1798.91.06. (a) This title shall not be construed to impose any duty upon the manufacturer of a connected device related to unaffiliated third-party software or applications that a user chooses to add to a connected device.
(b) This title shall not be construed to impose any duty upon a provider of an electronic store, gateway, marketplace, or other means of purchasing or downloading software or applications, to review or enforce compliance with this title.
(c) This title shall not be construed to impose any duty upon the manufacturer of a connected device to prevent a user from having full control over a connected device, including the ability to modify the software or firmware running on the device at the user’s discretion.
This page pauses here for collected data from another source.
use std::sync::Arc;

use bitflags::bitflags;
use serde::{Deserialize, Serialize};

use smb_core::SMBResult;
use smb_core::error::SMBError;
use smb_core::logging::{debug, trace};

use crate::protocol::oplock_break::SMBOplockLevel;
use crate::server::oplock::grant::SMBOplockBreak;
use crate::server::oplock::state::SMBOplockState;
use crate::server::oplock::SMBOplockManager;
use crate::server::open::Open;
use crate::server::request::SMBOplockRequest;
use crate::server::resource::SMBOplockResource;

bitflags! {
    #[derive(Debug, Clone, Copy, PartialEq, Eq, Serialize, Deserialize)]
    pub struct SMBOplockBreakFlags: u32 {
        const TO_NONE = 0x01;
        const TO_LEVEL_II = 0x02;
        /// Only exclusive caching conflicts; level II grants are left alone.
        const EXCLUSIVE = 0x04;
        /// Only a batch oplock conflicts; plain exclusive ones are left alone.
        const BATCH = 0x08;
        /// Don't wait for the acknowledgement, report the break as pending.
        const NO_WAIT = 0x10;
    }
}

impl SMBOplockBreakFlags {
    fn breaks_level_ii(&self) -> bool {
        self.contains(Self::TO_NONE) && !self.intersects(Self::EXCLUSIVE | Self::BATCH)
    }
}

impl<O: Open> SMBOplockManager<O> {
    /// Break the oplocks on `resource` that conflict with an access.
    ///
    /// An exclusive or batch grant is broken to level II (if asked for and
    /// the grant's dialect can express it) or to none, and the caller waits
    /// for the acknowledgement or the ack timeout. With `NO_WAIT` the caller
    /// gets [`SMBError::Busy`] instead of waiting. Level II grants are broken
    /// to none without waiting.
    ///
    /// `request` is `None` when the break comes from the notify hook.
    pub async fn break_oplock(&self, request: Option<&SMBOplockRequest>, resource: &Arc<SMBOplockResource<O>>, flags: SMBOplockBreakFlags) -> SMBResult<()> {
        let mut state = self.lock_state(resource, request.and_then(|request| request.exclusive())).await;

        let Some((open, grant)) = state.head() else {
            return Ok(());
        };

        if grant.level() == SMBOplockLevel::II {
            drop(state);
            if flags.breaks_level_ii() {
                self.break_level_ii(resource).await;
            }
            return Ok(());
        }

        if flags.contains(SMBOplockBreakFlags::BATCH) && grant.level() != SMBOplockLevel::Batch {
            return Ok(());
        }

        let brk = if flags.contains(SMBOplockBreakFlags::TO_LEVEL_II) && grant.dialect().supports_level_ii() {
            SMBOplockBreak::ToLevelII
        } else {
            SMBOplockBreak::ToNone
        };

        match state.breaking {
            None => {
                state.breaking = Some(brk);
                self.schedule_break(resource, &open, grant, brk);
            }
            Some(SMBOplockBreak::ToLevelII) if brk == SMBOplockBreak::ToNone => {
                debug!(path = resource.path(), "escalating oplock break to none");
                state.breaking = Some(SMBOplockBreak::ToNone);
            }
            Some(_) => {}
        }

        if flags.contains(SMBOplockBreakFlags::NO_WAIT) {
            return Err(SMBError::busy(format!("oplock break pending on {}", resource.path())));
        }

        let timeout = if request.is_some_and(|request| request.user_id() == open.user_id()) {
            self.config.min_break_timeout()
        } else {
            self.config.break_timeout()
        };
        drop(state);
        self.wait_ack(resource, timeout).await;
        Ok(())
    }

    /// Break every level II oplock on `resource` to none after a write or
    /// other modification. Never waits for clients.
    ///
    /// If an acquire still holds the exclusive token the break is recorded
    /// and replayed by [`complete_acquire`](Self::complete_acquire).
    pub async fn break_level_ii(&self, resource: &Arc<SMBOplockResource<O>>) {
        let mut state = resource.oplock().lock().await;
        if state.exclusive_owner.is_some() {
            trace!(path = resource.path(), "deferring level II break until acquire completes");
            state.pending_break = Some(SMBOplockBreak::ToNone);
            return;
        }
        self.prune(&mut state, resource);
        self.break_level_ii_locked(&mut state, resource);
    }

    /// Notify every level II holder and drop its grant. Called with the
    /// state locked and no exclusive token outstanding.
    pub(super) fn break_level_ii_locked(&self, state: &mut SMBOplockState<O>, resource: &Arc<SMBOplockResource<O>>) {
        debug_assert!(state.exclusive_owner.is_none());
        while let Some((open, grant)) = state.head() {
            // An exclusive grant excludes level II grants.
            if grant.level().is_exclusive() {
                break;
            }
            self.schedule_break(resource, &open, grant, SMBOplockBreak::ToNone);
            self.remove_grant(state, resource, &open);
        }
    }
}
(d) This title shall not apply to any connected device the functionality of which is subject to security requirements under federal law, regulations, or guidance promulgated by a federal agency pursuant to its regulatory enforcement authority.
(e) This title shall not be construed to provide a basis for a private right of action. The Attorney General, a city attorney, a county counsel, or a district attorney shall have the exclusive authority to enforce this title.
(f) The duties and obligations imposed by this title are cumulative with any other duties or obligations imposed under other law, and shall not be construed to relieve any party from any duties or obligations imposed under other law.
(g) This title shall not be construed to limit the authority of a law enforcement agency to obtain connected device information from a manufacturer as authorized by law or pursuant to an order of a court of competent jurisdiction.
(h) A covered entity, provider of health care, business associate, health care service plan, contractor, employer, or any other person subject to the federal Health Insurance Portability and Accountability Act of 1996 (HIPAA) (Public Law 104-191) or the Confidentiality of Medical Information Act (Part 2.6 (commencing with Section 56) of Division 1) shall not be subject to this title with respect to any activity regulated by those acts.
(i) This title shall become operative on January 1, 2020.
SEC. 2. This act shall become operative only if Senate Bill 327 of the 2017–18 Regular Session is also enacted and becomes effective.